> WHAT TO PRODUCE: If a line in the entries below includes "inventory", pick it out and copy it.

> RECORDS FOR THIS EXERCISE:
───

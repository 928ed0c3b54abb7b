//! Feature normalization, price prediction, and valuation banding.

pub mod classifier;
pub mod engine;
pub mod features;
pub mod model;
pub mod predictor;
pub mod router;
pub mod vocabulary;

#[cfg(test)]
mod tests;

pub use classifier::{ValuationAssessment, ValuationCategory, ValuationPolicy};
pub use engine::{
    Confidence, PredictionError, PredictionRequest, PredictionResult, PropertyValuation,
    ValuationEngine,
};
pub use features::{
    FeatureNormalizer, FeatureSet, FieldError, NormalizedFeatures, NormalizerConfig,
    ValidationError,
};
pub use model::{HedonicModel, ModelLoadError};
pub use predictor::{InferenceError, PriceModel, PricePredictor};
pub use router::prediction_router;
pub use vocabulary::{Bedrooms, Furnishing, ListingKind, ModelPropertyClass, PropertyType};
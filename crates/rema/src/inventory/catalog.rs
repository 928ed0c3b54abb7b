use std::collections::{BTreeMap, BTreeSet};
use std::sync::{Arc, RwLock};
use std::time::{Duration, Instant};

use serde::Serialize;
use tracing::debug;

use super::repository::{PropertyRepository, RepositoryError};
use crate::valuation::{ListingKind, PropertyType};

pub const DEFAULT_FACET_TTL: Duration = Duration::from_secs(300);

/// Distinct facet values for filter menus.
#[derive(Debug, Clone, PartialEq, Eq, Serialize)]
pub struct FilterOptions {
    pub cities: Vec<String>,
    pub property_types: Vec<PropertyType>,
    pub listings: Vec<ListingKind>,
}

#[derive(Debug)]
struct CachedOptions {
    options: FilterOptions,
    computed_at: Instant,
}

/// Facet values derived from the live inventory, memoized for `ttl`.
///
/// Results may be up to `ttl` stale unless the write path calls
/// [`FilterOptionCatalog::invalidate`].
pub struct FilterOptionCatalog<R> {
    repository: Arc<R>,
    ttl: Duration,
    cache: RwLock<Option<CachedOptions>>,
}

impl<R> FilterOptionCatalog<R>
where
    R: PropertyRepository + 'static,
{
    pub fn new(repository: Arc<R>, ttl: Duration) -> Self {
        Self {
            repository,
            ttl,
            cache: RwLock::new(None),
        }
    }

    pub fn options(&self) -> Result<FilterOptions, RepositoryError> {
        {
            let cache = self.cache.read().map_err(|_| poisoned())?;
            if let Some(cached) = cache.as_ref() {
                if cached.computed_at.elapsed() < self.ttl {
                    return Ok(cached.options.clone());
                }
            }
        }

        let options = self.compute()?;
        let mut cache = self.cache.write().map_err(|_| poisoned())?;
        *cache = Some(CachedOptions {
            options: options.clone(),
            computed_at: Instant::now(),
        });
        debug!(cities = options.cities.len(), "filter options recomputed");
        Ok(options)
    }

    pub fn invalidate(&self) -> Result<(), RepositoryError> {
        let mut cache = self.cache.write().map_err(|_| poisoned())?;
        *cache = None;
        Ok(())
    }

    fn compute(&self) -> Result<FilterOptions, RepositoryError> {
        let properties = self.repository.scan()?;

        // Keyed by lowercase so spelling variants collapse onto the first seen.
        let mut cities: BTreeMap<String, String> = BTreeMap::new();
        let mut property_types = BTreeSet::new();
        let mut listings = BTreeSet::new();
        for property in &properties {
            let city = property.city.trim();
            if !city.is_empty() {
                cities
                    .entry(city.to_lowercase())
                    .or_insert_with(|| city.to_string());
            }
            property_types.insert(property.property_type);
            listings.insert(property.listing);
        }

        Ok(FilterOptions {
            cities: cities.into_values().collect(),
            property_types: property_types.into_iter().collect(),
            listings: listings.into_iter().collect(),
        })
    }
}

fn poisoned() -> RepositoryError {
    RepositoryError::Unavailable("filter option cache lock poisoned".to_string())
}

───

> EXERCISE RESPONSE:
filename crates/rema/src/inventory/catalog.rs
/// Facet values derived from the live inventory, memoized for `ttl`.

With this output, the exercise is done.